= Narasinganavar family =

Patriarchal Jain family of Karnataka, India

The Narasinganavar family is a patriarchal Jain family of about 206 individuals who are residing together in the village of Lokur in the Dharwad district of Karnataka, India. All the individuals in the family share a common ancestry and this family is recognised as one of the largest undivided families in the world. The family spans across five generations and lives in two adjacent houses in the village. Bhimanna Jinapa Narasinganavar is the patriarch of the family and the entire family has lunch and dinner together. This is an extreme example of the joint family system that is in vogue in India.

==Origin==
Narasinganavar, the pater familias of the family originally belonged to the Hatkal Angada village near Miraj in Maharashtra. He was a wrestler and once visited the Durga temple at Lokur. Allegedly, it was Durga who instructed him to shift base to Lokur. He purchased a small piece of land in Lokur, started farming and married a local girl. The couple had seven children and they formed the initial set of people who later bore other generations of children to become a gigantic family.

==Family structure==
Tammanna who is aged around 90 years is the eldest male person in the family.
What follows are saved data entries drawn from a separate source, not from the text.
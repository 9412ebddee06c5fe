//! SPDX-FileCopyrightText: 2025 CyberDeco
//!
//! SPDX-License-Identifier: MIT AND Apache-2.0
//!
//! Resolution of external meshes and prefabs
//!
//! Jupiter EX streams are plain files under the install directory. LT5
//! streams live in bundles located through the files section; the first
//! bundle that lists a path owns it.

use std::collections::{HashMap, HashSet};
use std::fs::File;
use std::io::BufReader;
use std::path::{Path, PathBuf};

use indexmap::IndexMap;
use tracing::{debug, warn};

use super::options::WorldVersion;
use super::prefab::PrefabFile;
use crate::bundle::{BndlFile, Bundle, BundleEntry};
use crate::error::Result;
use crate::io::ByteReader;

#[derive(Debug)]
pub(crate) struct DataResolver {
    version: WorldVersion,
    game_dir: PathBuf,
    content_dirs: Vec<PathBuf>,
    bundles: IndexMap<String, BndlFile<BufReader<File>>>,
    missing_bundles: HashSet<String>,
    /// Lower-cased entry path to (bundle index, entry)
    contents: HashMap<String, (usize, BundleEntry)>,
    prefabs: HashMap<String, PrefabFile>,
}

/// Normalize a stored path to forward slashes.
pub(crate) fn normalize_path(path: &str) -> String {
    path.replace('\\', "/")
}

impl DataResolver {
    pub(crate) fn new(version: WorldVersion, game_dir: PathBuf, content_dirs: Vec<PathBuf>) -> Self {
        Self {
            version,
            game_dir,
            content_dirs,
            bundles: IndexMap::new(),
            missing_bundles: HashSet::new(),
            contents: HashMap::new(),
            prefabs: HashMap::new(),
        }
    }

    pub(crate) fn game_dir(&self) -> &Path {
        &self.game_dir
    }

    /// Cached bundle names, in load order.
    pub(crate) fn bundle_names(&self) -> impl Iterator<Item = &str> {
        self.bundles.keys().map(String::as_str)
    }

    fn locate_bundle(&self, name: &str) -> Option<PathBuf> {
        let relative = normalize_path(name);
        std::iter::once(self.game_dir.join(&relative))
            .chain(self.content_dirs.iter().map(|dir| self.game_dir.join(dir).join(&relative)))
            .find(|candidate| candidate.is_file())
    }

    /// Open a bundle and index its entries. Returns `false` when it was
    /// already cached or cannot be found.
    ///
    /// # Errors
    /// Returns an error if a bundle that exists fails to decode.
    pub(crate) fn cache_bundle(&mut self, name: &str) -> Result<bool> {
        let key = name.to_lowercase();
        if self.bundles.contains_key(&key) || self.missing_bundles.contains(&key) {
            return Ok(false);
        }
        let Some(path) = self.locate_bundle(name) else {
            warn!("Bundle not found: {name}");
            self.missing_bundles.insert(key);
            return Ok(false);
        };
        debug!("Caching bundle {}", path.display());
        let bundle = BndlFile::open(&path)?;
        let bundle_index = self.bundles.len();
        for entry in bundle.entries() {
            let entry_key = normalize_path(&entry.path).to_lowercase();
            if self.contents.contains_key(&entry_key) {
                warn!("'{}' in {name} is already provided by an earlier bundle", entry.path);
                continue;
            }
            self.contents.insert(entry_key, (bundle_index, entry.clone()));
        }
        self.bundles.insert(key, bundle);
        Ok(true)
    }

    /// Open an external data stream by its stored name. `Ok(None)` when it
    /// cannot be found.
    ///
    /// # Errors
    /// Returns an error if the stream exists but cannot be read.
    pub(crate) fn resolve(&mut self, name: &str) -> Result<Option<ByteReader>> {
        let relative = normalize_path(name);
        if !self.version.is_loki() {
            let path = self.game_dir.join(&relative);
            if !path.is_file() {
                warn!("World data stream not found: {}", path.display());
                return Ok(None);
            }
            return ByteReader::read_file(&path).map(Some);
        }

        let Some((bundle_index, entry)) = self.contents.get(&relative.to_lowercase()) else {
            warn!("World data stream not found in any bundle: {name}");
            return Ok(None);
        };
        let entry = entry.clone();
        let Some((_, bundle)) = self.bundles.get_index_mut(*bundle_index) else {
            return Ok(None);
        };
        match bundle.read_data(&entry)? {
            Some(data) => Ok(Some(ByteReader::from_bytes(data))),
            None => {
                warn!("World data stream has no payload: {name}");
                Ok(None)
            }
        }
    }

    /// Decode a prefab once and cache it by name.
    ///
    /// # Errors
    /// Returns an error if the prefab exists but fails to decode.
    pub(crate) fn read_prefab(&mut self, name: &str) -> Result<Option<&PrefabFile>> {
        let key = name.to_lowercase();
        if !self.prefabs.contains_key(&key) {
            let Some(mut reader) = self.resolve(name)? else {
                return Ok(None);
            };
            let prefab = PrefabFile::read(&mut reader, name)?;
            self.prefabs.insert(key.clone(), prefab);
        }
        Ok(self.prefabs.get(&key))
    }
}

#[cfg(test)]
mod tests {
    use super::*;

    fn write_bundle(path: &Path, files: &[(&str, &[u8])]) {
        let mut names = vec![0u8];
        let mut offsets = Vec::new();
        for (name, _) in files {
            offsets.push(names.len() as i32);
            names.extend_from_slice(name.as_bytes());
            names.push(0);
        }
        let mut out = b"BNDL".to_vec();
        for v in [3i32, names.len() as i32, 0, 0, files.len() as i32] {
            out.extend_from_slice(&v.to_le_bytes());
        }
        out.extend_from_slice(&names);
        for ((_, data), offset) in files.iter().zip(offsets) {
            out.extend_from_slice(&offset.to_le_bytes());
            out.extend_from_slice(&(data.len() as u32).to_le_bytes());
            out.extend_from_slice(data);
        }
        // keep clear of the short-file fallback
        out.resize(out.len().max(128), 0);
        std::fs::write(path, out).unwrap();
    }

    #[test]
    fn test_bundle_resolution() {
        let dir = tempfile::tempdir().unwrap();
        std::fs::create_dir(dir.path().join("DLC01")).unwrap();
        write_bundle(&dir.path().join("a.bndl"), &[("Meshes\\Crate.mesh", &b"first"[..])]);
        write_bundle(
            &dir.path().join("DLC01").join("b.bndl"),
            &[("meshes/crate.mesh", &b"second"[..]), ("x.prfb", &b"x"[..])],
        );

        let mut resolver = DataResolver::new(
            WorldVersion::Loki,
            dir.path().to_path_buf(),
            vec![PathBuf::from("DLC01")],
        );
        assert!(resolver.cache_bundle("a.bndl").unwrap());
        assert!(resolver.cache_bundle("b.bndl").unwrap());
        assert!(!resolver.cache_bundle("A.BNDL").unwrap());
        assert!(!resolver.cache_bundle("missing.bndl").unwrap());
        assert_eq!(resolver.bundle_names().collect::<Vec<_>>(), vec!["a.bndl", "b.bndl"]);

        let mut stream = resolver.resolve("meshes\\CRATE.mesh").unwrap().unwrap();
        assert_eq!(stream.read_remaining().unwrap(), b"first");
        assert!(resolver.resolve("x.prfb").unwrap().is_some());
        assert!(resolver.resolve("nothing.mesh").unwrap().is_none());
    }

    #[test]
    fn test_plain_file_resolution() {
        let dir = tempfile::tempdir().unwrap();
        std::fs::create_dir(dir.path().join("Worlds")).unwrap();
        std::fs::write(dir.path().join("Worlds").join("a.mesh"), b"abc").unwrap();
        let mut resolver = DataResolver::new(WorldVersion::Fear, dir.path().to_path_buf(), Vec::new());
        let mut stream = resolver.resolve("Worlds\\a.mesh").unwrap().unwrap();
        assert_eq!(stream.read_remaining().unwrap(), b"abc");
        assert!(resolver.resolve("Worlds\\b.mesh").unwrap().is_none());
    }

    #[test]
    fn test_missing_prefab() {
        let dir = tempfile::tempdir().unwrap();
        let mut resolver = DataResolver::new(WorldVersion::Loki, dir.path().to_path_buf(), Vec::new());
        assert!(resolver.read_prefab("nope.inst").unwrap().is_none());
    }
}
The head of the family is Bhimanna who at 74 years old is the most educated person in his generation. Together there are around 70 men, 50 women and 60 children in the family. The family follows a rule that all family members must eat lunch and dinner together since they feel that people who eat together, stay together. They consume 50 kg of maize, 20 kg wheat flour and 40 litres of milk daily. The family is male-dominated with women having much less freedom. The menfolk in the family prefer less-educated girls with a view that girls with more education can bring disharmony among them. Several marriages are performed collectively after which the couples settle down in and around the ancestral home. The annual budget of the family is about 1.2 million rupees while a further 300 thousand rupees is spent on clothing, medicines and agriculture. The family grows all the vegetables and grains needed for its consumption in the 270 acre of farming land that it owns. Other prominent members in the family include Padmanna who supervises agricultural activities, Mahaveer who looks after the supply of materials to the kitchen, Dharanendra who looks after the dairy and Devendra who maintains the vehicles the family owns and the borewells. The women in the family mostly work in the kitchen, tend to the children and look after the cleanliness in the house. The girls in the family are married off after they complete their secondary education.

==Recognition==
In 1992, the Hindi film director, Ketan Mehta completed a documentary film titled All in the Family on the Narasinganavars. In 2007, a photo exhibition portraying different facets of the family was organised by the photographer K. Venkatesh at the Chitrakala Parishat in Bangalore.